(Source data begins)
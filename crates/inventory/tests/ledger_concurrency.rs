//! Contention tests for the inventory ledger over the in-memory store.

use common::{Money, ProductId};
use domain::{InventoryLogEntry, Product};
use inventory::{InventoryLedger, LedgerError};
use store::InMemoryStore;

async fn ledger_with_stock(quantity: u32) -> InventoryLedger<InMemoryStore> {
    let ledger = InventoryLedger::new(InMemoryStore::new());
    let product = Product::new(ProductId::new(1), "SKU-001", "Widget", Money::from_cents(250))
        .unwrap();
    ledger.create_product(&product, quantity).await.unwrap();
    ledger
}

#[tokio::test(flavor = "multi_thread", worker_threads = 4)]
async fn concurrent_reservations_never_oversell() {
    let ledger = ledger_with_stock(10).await;

    let mut handles = Vec::new();
    for _ in 0..25 {
        let ledger = ledger.clone();
        handles.push(tokio::spawn(async move {
            ledger.reserve(ProductId::new(1), 1).await
        }));
    }

    let mut succeeded = 0;
    let mut refused = 0;
    for handle in handles {
        match handle.await.unwrap() {
            Ok(_) => succeeded += 1,
            Err(LedgerError::InsufficientStock { .. }) => refused += 1,
            Err(other) => panic!("unexpected error: {other}"),
        }
    }

    assert_eq!(succeeded, 10);
    assert_eq!(refused, 15);

    let snapshot = ledger.snapshot(ProductId::new(1)).await.unwrap();
    assert_eq!(snapshot.reserved_quantity(), 10);
    assert_eq!(snapshot.quantity(), 10);
}

#[tokio::test(flavor = "multi_thread", worker_threads = 4)]
async fn three_concurrent_reservations_of_four_from_ten() {
    let ledger = ledger_with_stock(10).await;

    let attempts: Vec<_> = (0..3)
        .map(|_| {
            let ledger = ledger.clone();
            tokio::spawn(async move { ledger.reserve(ProductId::new(1), 4).await })
        })
        .collect();

    let mut results = Vec::new();
    for attempt in attempts {
        results.push(attempt.await.unwrap());
    }

    assert_eq!(results.iter().filter(|r| r.is_ok()).count(), 2);
    assert!(results.iter().any(|r| matches!(
        r,
        Err(LedgerError::InsufficientStock {
            available: 2,
            requested: 4,
            ..
        })
    )));
    assert_eq!(
        ledger.snapshot(ProductId::new(1)).await.unwrap().reserved_quantity(),
        8
    );
}

#[tokio::test(flavor = "multi_thread", worker_threads = 4)]
async fn mixed_operations_keep_counters_and_log_consistent() {
    let ledger = ledger_with_stock(20).await;

    let mut handles = Vec::new();
    for i in 0..40u32 {
        let ledger = ledger.clone();
        handles.push(tokio::spawn(async move {
            let product_id = ProductId::new(1);
            match i % 4 {
                0 => ledger.reserve(product_id, 3).await.map(|_| ()),
                1 => ledger.release(product_id, 2).await.map(|_| ()),
                2 => ledger.commit_reduction(product_id, 1).await.map(|_| ()),
                _ => ledger.restock(product_id, 1).await.map(|_| ()),
            }
        }));
    }
    for handle in handles {
        let _ = handle.await.unwrap();
    }

    let snapshot = ledger.snapshot(ProductId::new(1)).await.unwrap();
    assert!(snapshot.reserved_quantity() <= snapshot.quantity());

    let log = ledger.log(ProductId::new(1)).await.unwrap();
    assert!(log.iter().all(InventoryLogEntry::is_consistent));

    // Replaying the audit trail reproduces the final counters.
    let replay = |counter| {
        log.iter()
            .filter(|entry| entry.counter == counter)
            .map(|entry| entry.change)
            .sum::<i64>()
    };
    assert_eq!(
        replay(domain::StockCounter::Quantity),
        i64::from(snapshot.quantity())
    );
    assert_eq!(
        replay(domain::StockCounter::Reserved),
        i64::from(snapshot.reserved_quantity())
    );
}
//! Error types shared by `Queue` and `HashTable`.

use core::fmt;

/// Failures reported by the containers.
///
/// Absence of an element (empty queue, no predicate match) is not an error;
/// those operations return `None`.
#[derive(Clone, Debug, PartialEq, Eq, thiserror::Error)]
#[non_exhaustive]
pub enum Error {
    /// The allocator could not provide memory for a new queue link.
    ///
    /// `put` reports this through [`PutError`], which hands the element
    /// back; the queue is unchanged.
    #[error("failed to allocate a queue link")]
    LinkAllocation,

    /// The bucket array for a hash table could not be reserved.
    #[error("failed to allocate {buckets} hash table buckets")]
    BucketAllocation {
        /// Requested bucket count.
        buckets: usize,
    },

    /// A hash table was requested with zero buckets.
    #[error("a hash table needs at least one bucket")]
    ZeroBuckets,
}

/// A failed `put`: the cause, plus the element that was not stored.
#[derive(thiserror::Error)]
#[error("element not stored: {error}")]
pub struct PutError<T> {
    error: Error,
    element: T,
}

impl<T> PutError<T> {
    pub(crate) fn new(error: Error, element: T) -> Self {
        Self { error, element }
    }

    /// Why the element was not stored.
    pub fn error(&self) -> &Error {
        &self.error
    }

    /// Takes back the element that was not stored.
    pub fn into_element(self) -> T {
        self.element
    }

    pub fn into_parts(self) -> (Error, T) {
        (self.error, self.element)
    }
}

// Manual so `PutError<T>` is `Debug` (and usable with `unwrap`) for any `T`.
impl<T> fmt::Debug for PutError<T> {
    fn fmt(&self, f: &mut fmt::Formatter<'_>) -> fmt::Result {
        f.debug_struct("PutError")
            .field("error", &self.error)
            .finish_non_exhaustive()
    }
}

/// Discards the element, keeping only the cause.
impl<T> From<PutError<T>> for Error {
    fn from(e: PutError<T>) -> Self {
        e.error
    }
}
(Source data ends)
* Task item: Copy all of the entries above exactly as shown.

* Output below:
filename crates/inventory/tests/ledger_concurrency.rs
//! Contention tests for the inventory ledger over the in-memory store.

use common::{Money, ProductId};
use domain::{InventoryLogEntry, Product};
use inventory::{InventoryLedger, LedgerError};
use store::InMemoryStore;

async fn ledger_with_stock(quantity: u32) -> InventoryLedger<InMemoryStore> {
    let ledger = InventoryLedger::new(InMemoryStore::new());
    let product = Product::new(ProductId::new(1), "SKU-001", "Widget", Money::from_cents(250))
        .unwrap();
    ledger.create_product(&product, quantity).await.unwrap();
    ledger
}

#[tokio::test(flavor = "multi_thread", worker_threads = 4)]
async fn concurrent_reservations_never_oversell() {
    let ledger = ledger_with_stock(10).await;

    let mut handles = Vec::new();
    for _ in 0..25 {
        let ledger = ledger.clone();
        handles.push(tokio::spawn(async move {
            ledger.reserve(ProductId::new(1), 1).await
        }));
    }

    let mut succeeded = 0;
    let mut refused = 0;
    for handle in handles {
        match handle.await.unwrap() {
            Ok(_) => succeeded += 1,
            Err(LedgerError::InsufficientStock { .. }) => refused += 1,
            Err(other) => panic!("unexpected error: {other}"),
        }
    }

    assert_eq!(succeeded, 10);
    assert_eq!(refused, 15);

    let snapshot = ledger.snapshot(ProductId::new(1)).await.unwrap();
    assert_eq!(snapshot.reserved_quantity(), 10);
    assert_eq!(snapshot.quantity(), 10);
}

#[tokio::test(flavor = "multi_thread", worker_threads = 4)]
async fn three_concurrent_reservations_of_four_from_ten() {
    let ledger = ledger_with_stock(10).await;

    let attempts: Vec<_> = (0..3)
        .map(|_| {
            let ledger = ledger.clone();
            tokio::spawn(async move { ledger.reserve(ProductId::new(1), 4).await })
        })
        .collect();

    let mut results = Vec::new();
    for attempt in attempts {
        results.push(attempt.await.unwrap());
    }

    assert_eq!(results.iter().filter(|r| r.is_ok()).count(), 2);
    assert!(results.iter().any(|r| matches!(
        r,
        Err(LedgerError::InsufficientStock {
            available: 2,
            requested: 4,
            ..
        })
    )));
    assert_eq!(
        ledger.snapshot(ProductId::new(1)).await.unwrap().reserved_quantity(),
        8
    );
}

#[tokio::test(flavor = "multi_thread", worker_threads = 4)]
async fn mixed_operations_keep_counters_and_log_consistent() {
    let ledger = ledger_with_stock(20).await;

    let mut handles = Vec::new();
    for i in 0..40u32 {
        let ledger = ledger.clone();
        handles.push(tokio::spawn(async move {
            let product_id = ProductId::new(1);
            match i % 4 {
                0 => ledger.reserve(product_id, 3).await.map(|_| ()),
                1 => ledger.release(product_id, 2).await.map(|_| ()),
                2 => ledger.commit_reduction(product_id, 1).await.map(|_| ()),
                _ => ledger.restock(product_id, 1).await.map(|_| ()),
            }
        }));
    }
    for handle in handles {
        let _ = handle.await.unwrap();
    }

    let snapshot = ledger.snapshot(ProductId::new(1)).await.unwrap();
    assert!(snapshot.reserved_quantity() <= snapshot.quantity());

    let log = ledger.log(ProductId::new(1)).await.unwrap();
    assert!(log.iter().all(InventoryLogEntry::is_consistent));

    // Replaying the audit trail reproduces the final counters.
    let replay = |counter| {
        log.iter()
            .filter(|entry| entry.counter == counter)
            .map(|entry| entry.change)
            .sum::<i64>()
    };
    assert_eq!(
        replay(domain::StockCounter::Quantity),
        i64::from(snapshot.quantity())
    );
    assert_eq!(
        replay(domain::StockCounter::Reserved),
        i64::from(snapshot.reserved_quantity())
    );
}
//! Error types shared by `Queue` and `HashTable`.

use core::fmt;

/// Failures reported by the containers.
///
/// Absence of an element (empty queue, no predicate match) is not an error;
/// those operations return `None`.
#[derive(Clone, Debug, PartialEq, Eq, thiserror::Error)]
#[non_exhaustive]
pub enum Error {
    /// The allocator could not provide memory for a new queue link.
    ///
    /// `put` reports this through [`PutError`], which hands the element
    /// back; the queue is unchanged.
    #[error("failed to allocate a queue link")]
    LinkAllocation,

    /// The bucket array for a hash table could not be reserved.
    #[error("failed to allocate {buckets} hash table buckets")]
    BucketAllocation {
        /// Requested bucket count.
        buckets: usize,
    },

    /// A hash table was requested with zero buckets.
    #[error("a hash table needs at least one bucket")]
    ZeroBuckets,
}

/// A failed `put`: the cause, plus the element that was not stored.
#[derive(thiserror::Error)]
#[error("element not stored: {error}")]
pub struct PutError<T> {
    error: Error,
    element: T,
}

impl<T> PutError<T> {
    pub(crate) fn new(error: Error, element: T) -> Self {
        Self { error, element }
    }

    /// Why the element was not stored.
    pub fn error(&self) -> &Error {
        &self.error
    }

    /// Takes back the element that was not stored.
    pub fn into_element(self) -> T {
        self.element
    }

    pub fn into_parts(self) -> (Error, T) {
        (self.error, self.element)
    }
}

// Manual so `PutError<T>` is `Debug` (and usable with `unwrap`) for any `T`.
impl<T> fmt::Debug for PutError<T> {
    fn fmt(&self, f: &mut fmt::Formatter<'_>) -> fmt::Result {
        f.debug_struct("PutError")
            .field("error", &self.error)
            .finish_non_exhaustive()
    }
}

/// Discards the element, keeping only the cause.
impl<T> From<PutError<T>> for Error {
    fn from(e: PutError<T>) -> Self {
        e.error
    }
}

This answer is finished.